* **Work item**: Work through the records that follow and return each line containing the word "generic".

[Records from a data source]
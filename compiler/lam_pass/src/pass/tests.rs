use std::cell::Cell;

use super::*;
use pretty_assertions::assert_eq;

#[test]
fn test_pure_leaves_state() {
    assert_eq!(evaluate(Pass::pure(7), "state"), Ok(7));
    assert_eq!(execute(Pass::pure(7), "state"), Ok("state"));
}

#[test]
fn test_evaluate_discards_state_execute_discards_value() {
    let pass = || modify(|n: &mut u32| *n += 1).then(gets(|n: &u32| *n * 10));
    assert_eq!(evaluate(pass(), 4), Ok(50));
    assert_eq!(execute(pass(), 4), Ok(5));
}

#[test]
fn test_get_and_put() {
    let swap = get::<String>().and_then(|old| put(format!("{old}!")).map(move |()| old));
    assert_eq!(evaluate(swap, String::from("hi")), Ok(String::from("hi")));

    let swap = get::<String>().and_then(|old| put(format!("{old}!")));
    assert_eq!(execute(swap, String::from("hi")), Ok(String::from("hi!")));
}

#[test]
fn test_map_transforms_value() {
    let pass = gets(|v: &Vec<i32>| v.len()).map(|len| len * 2);
    assert_eq!(evaluate(pass, vec![1, 2, 3]), Ok(6));
}

#[test]
fn test_first_error_stops_remaining_steps() {
    let ran = Cell::new(false);
    let pass = Pass::<u32, ()>::fail(PassError::generic("first"))
        .then(modify(|n: &mut u32| *n += 1))
        .then(Pass::new(|_| {
            ran.set(true);
            Ok(())
        }));

    assert_eq!(evaluate(pass, 0), Err(PassError::generic("first")));
    assert!(!ran.get());
}

#[test]
fn test_error_after_state_change_returns_only_error() {
    let pass = modify(|n: &mut u32| *n = 99).then(Pass::<u32, ()>::fail(PassError::syntax("bad")));
    assert_eq!(execute(pass, 0), Err(PassError::syntax("bad")));
}

#[test]
fn test_and_then_does_not_build_after_failure() {
    let built = Cell::new(false);
    let pass = Pass::<(), u32>::lift(Err(PassError::panic("broken"))).and_then(|n| {
        built.set(true);
        Pass::pure(n + 1)
    });
    assert_eq!(evaluate(pass, ()), Err(PassError::panic("broken")));
    assert!(!built.get());
}

#[test]
fn test_sequence_collects_in_order() {
    let push = |n: i32| modify(move |log: &mut Vec<i32>| log.push(n)).map(move |()| n * n);
    let pass = sequence([push(1), push(2), push(3)]);
    assert_eq!(evaluate(sequence([push(1), push(2)]), Vec::new()), Ok(vec![1, 4]));
    assert_eq!(execute(pass, Vec::new()), Ok(vec![1, 2, 3]));
}

#[test]
fn test_sequence_short_circuits() {
    let steps = Cell::new(0);
    let steps = &steps;
    let count = move || {
        Pass::new(move |_: &mut ()| {
            steps.set(steps.get() + 1);
            Ok(())
        })
    };
    let pass = sequence([count(), Pass::fail(PassError::generic("stop")), count()]);
    assert_eq!(evaluate(pass, ()), Err(PassError::generic("stop")));
    assert_eq!(steps.get(), 1);
}

#[test]
fn test_traverse_builds_lazily() {
    let built = Cell::new(0);
    let pass = traverse([1, 2, 3, 4], |n: i32| {
        built.set(built.get() + 1);
        if n == 2 {
            Pass::fail(PassError::generic("two"))
        } else {
            modify(move |sum: &mut i32| *sum += n)
        }
    });
    assert_eq!(execute(pass, 0), Err(PassError::generic("two")));
    assert_eq!(built.get(), 2);
}

#[test]
fn test_traverse_threads_state() {
    let pass = traverse(["a", "b", "c"], |name| {
        Pass::new(move |next: &mut u32| {
            let label = format!("{name}{next}");
            *next += 1;
            Ok(label)
        })
    });
    assert_eq!(evaluate(pass, 0), Ok(vec!["a0".into(), "b1".into(), "c2".into()]));
}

* **Written answer**:
    let pass = Pass::<u32, ()>::fail(PassError::generic("first"))
    assert_eq!(evaluate(pass, 0), Err(PassError::generic("first")));
    let pass = sequence([count(), Pass::fail(PassError::generic("stop")), count()]);
    assert_eq!(evaluate(pass, ()), Err(PassError::generic("stop")));
            Pass::fail(PassError::generic("two"))
    assert_eq!(execute(pass, 0), Err(PassError::generic("two")));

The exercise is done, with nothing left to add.